An awful outlook from chipmaker Intel (INTC) sent shares plunging. In Q4, the company said it earned an adjusted $0.10, half of the analyst consensus estimate, and had revenue of $14.0 billion, $500 million behind the consensus, asserts John Buckingham, editor of The Prudent Speculator.

It’s hard to believe, but the outlook was even more grim. The company expects adjusted revenue between $10.5 billion and $11.5 billion, compared with the analyst consensus estimate of $14 billion.

Intel expects to lose $0.15 per share next quarter, while analysts were expecting a $0.25 gain. The gross margin is also not great, expected by Intel to be 39%, versus the 46% consensus estimate. In research notes, analysts called the results “astonishingly bad”, “stunning” and “extremely weak”.

The reaction for many shareholders seemed to be to sell, even as the stock is still up over 6% in 2023. Our knee-jerk reaction as Value investors was to pile in on the buy side. However, we have not yet made additional purchases.

Our thinking is that Q4 might be a “kitchen sink” quarter, in which management throws in all of the bad news possible, which makes subsequent quarters look excellent. Of course, we think the kitchen-sink argument might work better if Intel didn’t have massive manufacturing complexities that will take years to work out.
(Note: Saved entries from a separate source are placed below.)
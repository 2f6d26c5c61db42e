use std::process::{ExitCode, ExitStatus, Stdio};
use std::time::Instant;

use anyhow::{Context, Result};
use tokio::process::{Child, Command};
use tracing::info;

use warden_core::WardenError;
use warden_logging::{EventLogger, GatewayEvent};
use warden_safety::ApprovalService;

use crate::terminal_output::{note_error, note_warn};

/// Argument-vector processes, each stage's stdout feeding the next stage's
/// stdin. Nothing passes through a shell, so the rendered text that gets
/// gated is exactly what runs.
#[derive(Debug, Clone, PartialEq, Eq)]
pub struct Pipeline {
    stages: Vec<Vec<String>>,
}

impl Pipeline {
    pub fn new(argv: Vec<String>) -> Self {
        Self { stages: vec![argv] }
    }

    pub fn pipe(mut self, argv: Vec<String>) -> Self {
        self.stages.push(argv);
        self
    }

    pub fn stages(&self) -> &[Vec<String>] {
        &self.stages
    }

    /// Shell-like rendering used for classification and logs. Arguments with
    /// anything outside a conservative set are single-quoted.
    pub fn render(&self) -> String {
        self.stages
            .iter()
            .map(|argv| argv.iter().map(|a| quote_arg(a)).collect::<Vec<_>>().join(" "))
            .collect::<Vec<_>>()
            .join(" | ")
    }

    async fn spawn_and_wait(&self) -> Result<ExitStatus> {
        let last = self.stages.len().saturating_sub(1);
        let mut children: Vec<Child> = Vec::with_capacity(self.stages.len());
        let mut upstream: Option<Stdio> = None;

        for (i, argv) in self.stages.iter().enumerate() {
            let (program, args) = argv.split_first().context("empty command")?;
            let mut command = Command::new(program);
            command.args(args);
            if let Some(stdin) = upstream.take() {
                command.stdin(stdin);
            }
            if i < last {
                command.stdout(Stdio::piped());
            }

            let mut child = command
                .spawn()
                .with_context(|| format!("failed to start '{program}'"))?;
            if i < last {
                let stdout = child.stdout.take().context("stage output was not captured")?;
                let piped = TryInto::<Stdio>::try_into(stdout)
                    .context("failed to connect pipeline stages")?;
                upstream = Some(piped);
            }
            children.push(child);
        }

        let mut status = None;
        for mut child in children {
            status = Some(child.wait().await?);
        }
        status.context("empty command")
    }
}

fn quote_arg(arg: &str) -> String {
    let plain = !arg.is_empty()
        && arg
            .chars()
            .all(|c| c.is_ascii_alphanumeric() || "-_./=:,+@%".contains(c));
    if plain {
        arg.to_string()
    } else {
        format!("'{}'", arg.replace('\'', r"'\''"))
    }
}

pub async fn run(service: &ApprovalService, argv: Vec<String>) -> Result<ExitCode> {
    execute(service, "exec", &Pipeline::new(argv)).await
}

/// Gate the rendered pipeline, run it with inherited stdio, and map the
/// outcome to an exit code. A denial exits 1 without starting anything.
pub async fn execute(service: &ApprovalService, tool: &str, pipeline: &Pipeline) -> Result<ExitCode> {
    let command = pipeline.render();
    let started = Instant::now();
    let result = service
        .execute_with_approval(&command, || pipeline.spawn_and_wait())
        .await;

    match result {
        Ok(status) => {
            EventLogger::log_event(GatewayEvent::ToolExecuted {
                tool: tool.to_string(),
                arguments_json: serde_json::json!({ "argv": pipeline.stages() }).to_string(),
                duration_ms: Some(started.elapsed().as_millis() as u64),
            });
            info!(command = %command, status = %status, "Command finished");
            Ok(ExitCode::from(exit_status(status.code())))
        }
        Err(e) => {
            EventLogger::log_event(GatewayEvent::ToolFailed {
                tool: tool.to_string(),
                error_msg: format!("{e:#}"),
            });
            match e.downcast_ref::<WardenError>() {
                Some(WardenError::Denied { .. }) => {
                    note_warn(&e.to_string());
                    Ok(ExitCode::FAILURE)
                }
                Some(_) => {
                    note_error(&e.to_string());
                    Ok(ExitCode::FAILURE)
                }
                None => Err(e),
            }
        }
    }
}

/// Killed-by-signal has no code; report it as a generic failure.
fn exit_status(code: Option<i32>) -> u8 {
    code.and_then(|c| u8::try_from(c).ok()).unwrap_or(1)
}

#[cfg(test)]
mod tests {
    use super::*;
    use std::sync::atomic::{AtomicUsize, Ordering};
    use std::sync::Arc;
    use warden_core::{ApprovalRequest, ApprovalResponse};
    use warden_safety::{ApprovalSettings, WhitelistConfig, WhitelistStore};

    fn argv(parts: &[&str]) -> Vec<String> {
        parts.iter().map(|p| p.to_string()).collect()
    }

    async fn denying_service() -> (ApprovalService, Arc<AtomicUsize>) {
        let service = ApprovalService::new(
            WhitelistStore::from_config(WhitelistConfig::default()),
            ApprovalSettings::default(),
        );
        let calls = Arc::new(AtomicUsize::new(0));
        let seen = Arc::clone(&calls);
        service
            .set_approval_handler(move |_req: ApprovalRequest| {
                seen.fetch_add(1, Ordering::SeqCst);
                async { Ok::<_, anyhow::Error>(ApprovalResponse::denied()) }
            })
            .await;
        (service, calls)
    }

    #[test]
    fn exit_statuses() {
        assert_eq!(exit_status(Some(0)), 0);
        assert_eq!(exit_status(Some(3)), 3);
        assert_eq!(exit_status(Some(300)), 1);
        assert_eq!(exit_status(None), 1);
    }

    #[test]
    fn render_quotes_shell_syntax() {
        let pipeline = Pipeline::new(argv(&["tail", "-n", "50", "/var/log/syslog"]))
            .pipe(argv(&["grep", "-E", "it's|failed"]));
        assert_eq!(
            pipeline.render(),
            r"tail -n 50 /var/log/syslog | grep -E 'it'\''s|failed'"
        );
        assert_eq!(Pipeline::new(argv(&["ls", "/x;", "touch"])).render(), "ls '/x;' touch");
    }

    #[tokio::test]
    async fn chained_mutation_in_arguments_never_runs() {
        let dir = tempfile::tempdir().unwrap();
        let marker = dir.path().join("marker");
        let marker_arg = marker.to_string_lossy().to_string();
        let (service, calls) = denying_service().await;

        // Separators are plain arguments to `ls`, which is read-only.
        let split = Pipeline::new(argv(&["ls", "/nonexistent_dir;", "touch", &marker_arg]));
        execute(&service, "exec", &split).await.unwrap();
        assert_eq!(calls.load(Ordering::SeqCst), 0);
        assert!(!marker.exists());

        // A whole shell line as one argument renders quoted, so it is not
        // mistaken for `ls` and goes to the handler.
        let joined = Pipeline::new(vec![format!("ls /nonexistent_dir; touch {marker_arg}")]);
        execute(&service, "exec", &joined).await.unwrap();
        assert_eq!(calls.load(Ordering::SeqCst), 1);
        assert!(!marker.exists());
    }

    #[tokio::test]
    async fn denied_mutation_is_not_started() {
        let dir = tempfile::tempdir().unwrap();
        let marker = dir.path().join("marker");
        let (service, calls) = denying_service().await;

        let touch = Pipeline::new(vec!["touch".to_string(), marker.to_string_lossy().to_string()]);
        execute(&service, "exec", &touch).await.unwrap();

        assert_eq!(calls.load(Ordering::SeqCst), 1);
        assert!(!marker.exists());
    }

    #[tokio::test]
    async fn pipeline_feeds_stdout_to_next_stage() {
        let dir = tempfile::tempdir().unwrap();
        let log = dir.path().join("app.log");
        std::fs::write(&log, "ok\nfailed once\n").unwrap();
        let log = log.to_string_lossy().to_string();
        let (service, _) = denying_service().await;

        let pipeline = Pipeline::new(argv(&["cat", &log]))
            .pipe(argv(&["grep", "-q", "failed"]));
        assert_eq!(pipeline.spawn_and_wait().await.unwrap().code(), Some(0));

        let missing = Pipeline::new(argv(&["cat", &log]))
            .pipe(argv(&["grep", "-q", "absent"]));
        assert_eq!(missing.spawn_and_wait().await.unwrap().code(), Some(1));

        // `cat` is read-only, so the gate lets the pipeline through.
        execute(&service, "exec", &pipeline).await.unwrap();
    }
}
The company has spent enormous sums on its manufacturing, yet it continues to lose market share to the likes of Advanced Micro Devices (AMD) and in-house designs. It’s difficult to watch, considering the company once had a virtual lock on all high-powered processors in the world.The downside case is that this is the beginning of the end for Intel and that CEO Pat Gelsinger is simply rearranging the deck chairs on the Titanic.
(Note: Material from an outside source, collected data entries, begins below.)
//! Config validation: range and membership checks with user-friendly messages.

use crate::defaults::{MAX_APPROVAL_TIMEOUT_SECS, MAX_LOG_LINES_CEILING};
use crate::schema::WardenConfig;
use thiserror::Error;

/// Log levels understood by the `tracing` env filter.
pub const VALID_LOG_LEVELS: &[&str] = &["trace", "debug", "info", "warn", "error", "off"];

/// A config validation error with field path and message.
#[derive(Debug, Error)]
#[error("Config validation error at '{path}': {message}")]
pub struct ConfigValidationError {
    pub path: String,
    pub message: String,
}

/// A collection of validation errors found in one pass.
#[derive(Debug, Default)]
pub struct ValidationReport {
    pub errors: Vec<ConfigValidationError>,
    pub warnings: Vec<ConfigValidationError>,
}

impl ValidationReport {
    pub fn is_valid(&self) -> bool {
        self.errors.is_empty()
    }

    fn error(&mut self, path: impl Into<String>, message: impl Into<String>) {
        self.errors.push(ConfigValidationError {
            path: path.into(),
            message: message.into(),
        });
    }

    fn warn(&mut self, path: impl Into<String>, message: impl Into<String>) {
        self.warnings.push(ConfigValidationError {
            path: path.into(),
            message: message.into(),
        });
    }
}

/// Validate the config and return a report of all errors and warnings.
pub fn validate(config: &WardenConfig) -> ValidationReport {
    let mut report = ValidationReport::default();
    validate_security(config, &mut report);
    validate_logging(config, &mut report);
    validate_tools(config, &mut report);
    report
}

fn validate_security(config: &WardenConfig, report: &mut ValidationReport) {
    let security = &config.security;
    if security.whitelist_path.as_os_str().is_empty() {
        report.error("security.whitelistPath", "Whitelist path cannot be empty");
    }
    if !security.require_approval {
        report.warn(
            "security.requireApproval",
            "Approval is disabled; destructive commands will run without asking",
        );
    }
    if security.approval_timeout_secs > MAX_APPROVAL_TIMEOUT_SECS {
        report.error(
            "security.approvalTimeoutSecs",
            format!(
                "Timeout {}s exceeds the maximum of {MAX_APPROVAL_TIMEOUT_SECS}s",
                security.approval_timeout_secs
            ),
        );
    }
}

fn validate_logging(config: &WardenConfig, report: &mut ValidationReport) {
    let level = config.logging.level.as_str();
    if !VALID_LOG_LEVELS.contains(&level) {
        report.error(
            "logging.level",
            format!(
                "Unknown log level '{level}'. Use one of: {}",
                VALID_LOG_LEVELS.join(", ")
            ),
        );
    }
}

fn validate_tools(config: &WardenConfig, report: &mut ValidationReport) {
    let tools = &config.tools;
    if tools.max_log_lines == 0 || tools.max_log_lines > MAX_LOG_LINES_CEILING {
        report.error(
            "tools.maxLogLines",
            format!(
                "maxLogLines {} must be between 1 and {MAX_LOG_LINES_CEILING}",
                tools.max_log_lines
            ),
        );
    }
    if tools.default_log_lines == 0 || tools.default_log_lines > tools.max_log_lines {
        report.error(
            "tools.defaultLogLines",
            format!(
                "defaultLogLines {} must be between 1 and maxLogLines ({})",
                tools.default_log_lines, tools.max_log_lines
            ),
        );
    }
}

#[cfg(test)]
mod tests {
    use super::*;
    use crate::schema::{SecurityConfig, ToolsConfig};

    #[test]
    fn default_config_is_valid() {
        let report = validate(&WardenConfig::default());
        assert!(report.is_valid(), "errors: {:?}", report.errors);
        assert!(report.warnings.is_empty());
    }

    #[test]
    fn default_lines_above_max_is_error() {
        let mut cfg = WardenConfig::default();
        cfg.tools = ToolsConfig {
            default_log_lines: 500,
            max_log_lines: 100,
        };
        let report = validate(&cfg);
        assert!(!report.is_valid());
        assert_eq!(report.errors[0].path, "tools.defaultLogLines");
    }

    #[test]
    fn unknown_log_level_is_error() {
        let mut cfg = WardenConfig::default();
        cfg.logging.level = "fatal".to_string();
        let report = validate(&cfg);
        assert!(report.errors.iter().any(|e| e.path == "logging.level"));
    }

    #[test]
    fn disabled_approval_warns() {
        let mut cfg = WardenConfig::default();
        cfg.security = SecurityConfig {
            require_approval: false,
            ..Default::default()
        };
        let report = validate(&cfg);
        assert!(report.is_valid());
        assert_eq!(report.warnings.len(), 1);
    }
}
Our expectations are somewhere in the middle. Intel is not dead – far from it. The company has a good balance sheet ($34 billion of cash and $8 billion of net debt) and does have products that stack up well with competitor offerings.

The challenge is that Intel designs and builds its chips, whereas competitors design them but send them out to other “fabs” to be manufactured. Getting both the design and manufacturing right contributed to INTC’s early success, but the advantage has been reversed lately.

While we think the stock is on sale and is highly discounted from its risk-adjusted fair value (high risk, high upside requirement), there are likely to be many fits and starts before the company gains momentum (and market share). Almost certainly, the stock price will rise in advance of the improvements, so we are reminded that the hardest part of market timing is getting the timing right.

For the moment, we are content with our other IT exposure, so we are OK sitting on our hands as of this writing, although we might find value in bringing INTC up to a full position sooner rather than later. Our Target Price for INTC has been pared to $38.